Jazzmarazz wrote:Stop bumping this every damn day!
Sorry this bothers you. I humbly suggest that you stop reading this thread so you won't be annoyed.
I agree
Stop bumping this every damn day!
Oh NO! OUCH! Snow scheme hurts!
Are you guys Fighting?
Im just flirting
you can run a bunch before power draw issues arise even off of standard dmg reg board. You ever seen Nex's megatron?
Run a bunch of what? You keep saying things like "bunch" and "fully-modded" but these phrases mean nothing at all. There is no threshold of LEDs or knobs that once achieved warrants something as "fully-" anything, pal.
Yeah, I have seen it. There are only two things drawing power that weren't in the original regulator calculations! The only thing the damn thing has that is special is the size. 6 LEDs, an LTC and a Atmel328. None of the other mods draw any power; not the dual pro sound, not the expanded cart slot and he never did share a video of the powering a keyboard while the LTC ran and the arduinoBoy was powered up.

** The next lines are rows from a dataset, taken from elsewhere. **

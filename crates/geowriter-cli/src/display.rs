//! Display utilities for formatting CLI output.
//!
//! Row builders are kept separate from printing so the tables can be
//! checked without capturing standard output.

use std::collections::BTreeSet;

use tabled::{Table, Tabled};

use geowriter_core::drivers::{DriverMetadata, DriverRegistry, OptionScope};

/// Table row representation for displaying format metadata.
#[derive(Tabled)]
pub struct DriverRow {
    /// Catalog key of the format (e.g. `GeoJSON`, `ESRI`).
    #[tabled(rename = "Key")]
    pub key: String,
    /// Driver long name passed to the driver service.
    #[tabled(rename = "Long Name")]
    pub long_name: String,
    /// Space-separated list of file extensions.
    #[tabled(rename = "Extensions")]
    pub extensions: String,
    /// Encoding every dataset of this format is written with.
    #[tabled(rename = "Encoding")]
    pub encoding: String,
    /// Whether the built-in driver service can write this format.
    #[tabled(rename = "Write")]
    pub write: String,
}

/// Table row representation for displaying a creation option.
#[derive(Tabled)]
pub struct OptionRow {
    /// Option key.
    #[tabled(rename = "Option")]
    pub key: String,
    /// `Dataset` or `Layer`.
    #[tabled(rename = "Scope")]
    pub scope: String,
    /// Option kind (`Bool`, `Int`, `String`, `Set`, `Hidden`).
    #[tabled(rename = "Kind")]
    pub kind: String,
    /// Default value; sets also list their allowed values.
    #[tabled(rename = "Default")]
    pub default: String,
    /// Documentation text.
    #[tabled(rename = "Description")]
    pub docs: String,
}

/// Table row representation for displaying a file filter.
#[derive(Tabled)]
pub struct FilterRow {
    /// File dialog filter.
    #[tabled(rename = "Filter")]
    pub filter: String,
    /// Driver the filter selects.
    #[tabled(rename = "Driver")]
    pub driver: String,
}

/// Builds one row per catalog entry. `writable` holds the long names of the
/// formats the driver service can create.
pub fn driver_rows(registry: &DriverRegistry, writable: &BTreeSet<String>) -> Vec<DriverRow> {
    registry
        .entries()
        .map(|(key, meta)| DriverRow {
            key: key.to_string(),
            long_name: meta.long_name.clone(),
            extensions: meta.ext.clone(),
            encoding: meta
                .compulsory_encoding
                .clone()
                .unwrap_or_else(|| "-".to_string()),
            write: if writable.contains(&meta.long_name) { "Yes" } else { "No" }.to_string(),
        })
        .collect()
}

/// Builds one row per creation option of `meta`, dataset options first.
pub fn option_rows(meta: &DriverMetadata) -> Vec<OptionRow> {
    [(OptionScope::Dataset, "Dataset"), (OptionScope::Layer, "Layer")]
        .into_iter()
        .flat_map(|(scope, label)| {
            meta.options(scope).iter().map(move |(key, option)| OptionRow {
                key: key.clone(),
                scope: label.to_string(),
                kind: option.kind_name().to_string(),
                default: option.to_string(),
                docs: option.docs().to_string(),
            })
        })
        .collect()
}

/// Prints the format catalog.
pub fn display_drivers(registry: &DriverRegistry, writable: &BTreeSet<String>) {
    let rows = driver_rows(registry, writable);
    println!("\nSupported Formats ({} total):\n", rows.len());
    println!("{}", Table::new(rows));
}

/// Prints the creation options of one format along with the default option
/// strings handed to the driver.
pub fn display_options(name: &str, meta: &DriverMetadata, dataset_defaults: &[String], layer_defaults: &[String]) {
    println!("\nFormat: {} ({name})", meta.tr_long_name);

    let rows = option_rows(meta);
    if rows.is_empty() {
        println!("\nNo creation options.");
    } else {
        println!("\n=== Creation Options ===");
        println!("{}", Table::new(rows));
    }

    println!("\nDefault dataset options: {}", dataset_defaults.join(" "));
    println!("Default layer options: {}", layer_defaults.join(" "));
}

/// Prints file filters and the combined filter string.
pub fn display_filters(rows: Vec<FilterRow>, filter_string: &str) {
    if rows.is_empty() {
        println!("\nNo writable formats.");
        return;
    }
    println!("\n{}", Table::new(rows));
    println!("\n{filter_string}");
}

#[cfg(test)]
mod tests {
    use super::*;

    #[test]
    fn test_driver_rows_mark_writable_formats() {
        let registry = DriverRegistry::new();
        let writable = BTreeSet::from(["GeoJSON".to_string()]);
        let rows = driver_rows(&registry, &writable);

        let geojson = rows.iter().find(|row| row.key == "GeoJSON").unwrap();
        assert_eq!(geojson.write, "Yes");
        assert_eq!(geojson.encoding, "UTF-8");

        let csv = rows.iter().find(|row| row.key == "CSV").unwrap();
        assert_eq!(csv.write, "No");
        assert_eq!(csv.encoding, "-");
    }

    #[test]
    fn test_option_rows_list_dataset_then_layer() {
        let registry = DriverRegistry::new();
        let meta = registry.lookup("GeoJSON").unwrap();
        let rows = option_rows(meta);

        let precision = rows
            .iter()
            .find(|row| row.key == "COORDINATE_PRECISION")
            .unwrap();
        assert_eq!(precision.scope, "Layer");
        assert_eq!(precision.kind, "Int");
        assert_eq!(precision.default, "15");

        let first_layer = rows.iter().position(|row| row.scope == "Layer");
        let last_dataset = rows.iter().rposition(|row| row.scope == "Dataset");
        if let (Some(first_layer), Some(last_dataset)) = (first_layer, last_dataset) {
            assert!(last_dataset < first_layer);
        }
    }

    #[test]
    fn test_display_functions_run() {
        let registry = DriverRegistry::new();
        display_drivers(&registry, &BTreeSet::new());
        let meta = registry.lookup("CSV").unwrap();
        display_options("CSV", meta, &[], &[]);
        display_filters(Vec::new(), "");
    }
}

Besides, he used a clear gameboy which indefinitely had the newest power regulator board with the largest capacitors and lowest bleeder voltage. Combined with proper resistance values on the LEDs and power connections to the LTC and Atmel which are designed to draw a static value of power, NeX has nothing to worry about.

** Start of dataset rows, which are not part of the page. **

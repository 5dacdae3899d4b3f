use std::fs;
use std::path::Path;
use std::sync::Arc;

use chrono::NaiveDate;
use geo_types::{Point, Rect, coord};
use geojson::{FeatureCollection, GeoJson};
use geowriter_core::{ExportOptions, Exporter};
use geowriter_core_common::{
    DistanceUnit, Feature, Field, FieldType, Geometry, GeometryKind, GeometryType, MemoryLayer,
    SpatialRef, Value,
};
use geowriter_driver_geojson::{DRIVER_NAME, GeoJsonDriverService};
use serde_json::json;
use tempfile::TempDir;

fn stations() -> MemoryLayer {
    let rows = [
        (1, "Basel SBB", 7.589_563_2, 47.547_412_1, Some(1854)),
        (2, "Olten", 7.907_532_9, 47.351_931_4, None),
        (3, "Luzern", 8.310_173_4, 47.050_168_7, Some(1856)),
    ];
    let features = rows
        .iter()
        .map(|&(id, name, x, y, opened)| {
            let opened = opened.map_or(Value::Null, |year| {
                Value::Date(NaiveDate::from_ymd_opt(year, 6, 19).unwrap())
            });
            Feature::new(id)
                .with_attributes(vec![Value::String(name.to_string()), opened])
                .with_geometry(Geometry::from_geo(&Point::new(x, y).into()).unwrap())
        })
        .collect();

    MemoryLayer::new("stations", GeometryType::xy(GeometryKind::Point))
        .with_fields(
            vec![
                Field::new("name", FieldType::String),
                Field::new("opened", FieldType::Date),
            ]
            .into(),
        )
        .with_crs(SpatialRef::from_wkt("GEOGCS[\"WGS 84\"]", DistanceUnit::Degrees).with_auth_id("EPSG:4326"))
        .with_features(features)
}

fn read_collection(path: &Path) -> FeatureCollection {
    let text = fs::read_to_string(path).unwrap();
    FeatureCollection::try_from(text.parse::<GeoJson>().unwrap()).unwrap()
}

fn exporter() -> Exporter {
    Exporter::new(Arc::new(GeoJsonDriverService::new()))
}

#[test]
fn test_export_layer_to_geojson() {
    let dir = TempDir::new().unwrap();
    let report = exporter()
        .write_as_vector_format(&stations(), &dir.path().join("stations"), &ExportOptions::new(DRIVER_NAME))
        .unwrap();

    assert_eq!(report.output_path, dir.path().join("stations.geojson"));
    assert_eq!(report.features_written, 3);

    let collection = read_collection(&report.output_path);
    assert_eq!(collection.features.len(), 3);
    assert!(collection.foreign_members.as_ref().unwrap().get("crs").is_none());

    let basel = &collection.features[0];
    assert_eq!(basel.property("name"), Some(&json!("Basel SBB")));
    assert_eq!(basel.property("opened"), Some(&json!("1854-06-19")));
    assert_eq!(
        basel.geometry.as_ref().unwrap().value,
        geojson::Value::Point(vec![7.589_563_2, 47.547_412_1])
    );

    let olten = &collection.features[1];
    assert_eq!(olten.property("opened"), Some(&serde_json::Value::Null));
}

#[test]
fn test_layer_options_reach_driver() {
    let dir = TempDir::new().unwrap();
    let options = ExportOptions::new(DRIVER_NAME).with_layer_options(vec![
        "COORDINATE_PRECISION=2".to_string(),
        "WRITE_BBOX=YES".to_string(),
    ]);
    let report = exporter()
        .write_as_vector_format(&stations(), &dir.path().join("rounded.geojson"), &options)
        .unwrap();

    let collection = read_collection(&report.output_path);
    let luzern = &collection.features[2];
    assert_eq!(
        luzern.geometry.as_ref().unwrap().value,
        geojson::Value::Point(vec![8.31, 47.05])
    );
    assert_eq!(luzern.bbox, Some(vec![8.31, 47.05, 8.31, 47.05]));
}

#[test]
fn test_existing_file_is_replaced() {
    let dir = TempDir::new().unwrap();
    let path = dir.path().join("stations.geojson");
    fs::write(&path, "stale").unwrap();

    let extent = Rect::new(coord! { x: 7.5, y: 47.3 }, coord! { x: 8.0, y: 47.6 });
    let options = ExportOptions::new(DRIVER_NAME)
        .with_filter_extent(extent)
        .with_attributes(vec![0]);
    let report = exporter()
        .write_as_vector_format(&stations(), &path, &options)
        .unwrap();

    assert_eq!(report.features_written, 2);
    assert_eq!(report.features_filtered, 1);
    let collection = read_collection(&path);
    assert_eq!(collection.features.len(), 2);
    assert!(collection.features[0].property("opened").is_none());
}

#[test]
fn test_unknown_driver_is_reported() {
    let dir = TempDir::new().unwrap();
    let err = exporter()
        .write_as_vector_format(&stations(), &dir.path().join("s.csv"), &ExportOptions::new("CSV"))
        .unwrap_err();
    assert_eq!(err.kind(), geowriter_core::ErrorKind::DriverNotFound);
}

Your basically saying that I can build a computer with quad SLI GPU's and pop in a 150W PSU and run with it.
If SuperQuinn has a gameboy with dried up caps, failing resistors and continues to add more load on the regulator, then yes the software will be affected.
power draw etc should not really crash the software.

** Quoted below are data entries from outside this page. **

//! Tool configuration.
//!
//! Read from a YAML file (typically `.node-schema.yml` next to the
//! declarations) so that tools agree on which declarations make up a tree
//! family.
//!
//! # Example YAML
//!
//! ```yaml
//! version: "1.0"
//! declarations:
//!   - declarations/python.yml
//! log_level: info
//! ```

use std::io::{BufReader, BufWriter};
use std::path::{Path, PathBuf};

use serde::{Deserialize, Serialize};

use crate::error::Result;
use crate::loader::Declarations;

fn default_log_level() -> String {
    "warn".to_string()
}

/// Top-level tool configuration.
///
/// # Examples
///
/// ```
/// # use node_schema_defs::ToolConfig;
/// let config: ToolConfig = serde_yaml::from_str("version: \"1.0\"").unwrap();
/// assert!(config.declarations.is_empty());
/// assert_eq!(config.log_level, "warn");
/// ```
#[derive(Debug, Clone, PartialEq, Serialize, Deserialize)]
pub struct ToolConfig {
    /// Configuration format version (e.g., `"1.0"`).
    pub version: String,
    /// Declaration files or directories, relative to the config file.
    #[serde(default)]
    pub declarations: Vec<PathBuf>,
    /// Default `tracing` filter directive.
    #[serde(default = "default_log_level")]
    pub log_level: String,
}

impl Default for ToolConfig {
    fn default() -> Self {
        Self {
            version: "1.0".to_string(),
            declarations: Vec::new(),
            log_level: default_log_level(),
        }
    }
}

impl ToolConfig {
    /// Loads configuration from a YAML file.
    ///
    /// Relative declaration paths are resolved against the directory holding
    /// the config file.
    ///
    /// # Errors
    ///
    /// Returns [`IoError`](crate::DeclarationError::IoError) if the file
    /// cannot be read, or [`YamlError`](crate::DeclarationError::YamlError)
    /// if parsing fails.
    pub fn load(path: impl AsRef<Path>) -> Result<Self> {
        let path = path.as_ref();
        let file = std::fs::File::open(path)?;
        let reader = BufReader::new(file);
        let mut config: Self = serde_yaml::from_reader(reader)?;

        if let Some(base) = path.parent() {
            config.declarations = config
                .declarations
                .into_iter()
                .map(|p| if p.is_relative() { base.join(p) } else { p })
                .collect();
        }
        Ok(config)
    }

    /// Saves the configuration as YAML.
    ///
    /// # Errors
    ///
    /// Returns [`IoError`](crate::DeclarationError::IoError) if the file
    /// cannot be written, or [`YamlError`](crate::DeclarationError::YamlError)
    /// if serialization fails.
    pub fn save(&self, path: impl AsRef<Path>) -> Result<()> {
        let file = std::fs::File::create(path)?;
        let writer = BufWriter::new(file);
        serde_yaml::to_writer(writer, self)?;
        Ok(())
    }

    /// Loads and merges every configured declaration source.
    ///
    /// # Errors
    ///
    /// Any error from [`Declarations::from_paths`].
    pub fn load_declarations(&self) -> Result<Declarations> {
        Declarations::from_paths(&self.declarations)
    }
}

#[cfg(test)]
mod tests {
    use super::*;

    fn sample_yaml() -> &'static str {
        r#"
version: "1.0"
declarations:
  - defs/python.yml
  - /abs/extra.json
log_level: debug
"#
    }

    #[test]
    fn test_deserialize_complete() {
        let config: ToolConfig = serde_yaml::from_str(sample_yaml()).unwrap();
        assert_eq!(config.version, "1.0");
        assert_eq!(config.declarations.len(), 2);
        assert_eq!(config.log_level, "debug");
    }

    #[test]
    fn test_load_resolves_relative_paths() {
        let dir = tempfile::tempdir().unwrap();
        let path = dir.path().join("node-schema.yml");
        std::fs::write(&path, sample_yaml()).unwrap();

        let config = ToolConfig::load(&path).unwrap();
        assert_eq!(config.declarations[0], dir.path().join("defs/python.yml"));
        assert_eq!(config.declarations[1], PathBuf::from("/abs/extra.json"));
    }

    #[test]
    fn test_load_save_roundtrip() {
        let dir = tempfile::tempdir().unwrap();
        let path = dir.path().join("config.yml");

        let original = ToolConfig {
            declarations: vec![PathBuf::from("/opt/defs")],
            ..ToolConfig::default()
        };
        original.save(&path).unwrap();

        let loaded = ToolConfig::load(&path).unwrap();
        assert_eq!(loaded, original);
    }
}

Power draw can most certainly crash the software of any system. How can you begin to claim otherwise?
It's from 1990, if I recall correctly. (it's what was printed on the back of the LCD board). I had been noticing that a corner of the gameboy was warmer than other parts, but it was subtle enough that I always assumed it was just the warmth from the palm of my hand. (the pointed bottom corner, opposite the speaker.) My other dmg is '91, so i could just unsolder the prosound cables from this one and move the whole front screen -cover and all- and stick it on the base of the 'newer' one. Switch halves, basically. Would a year's difference matter?
As for the backlight, I'm using nonfinite's v5 backlight. There's no tutorial at present for that model, but it seemed straightforward enough to install.
I'll try for a resistor as you suggest. I have 220, 1k, and 10k. The page for the v5 says the resistor is already installed though.
Try adding the 220 to one of the wires. It will be a little more dim, but this is my suspicion as to the crashing.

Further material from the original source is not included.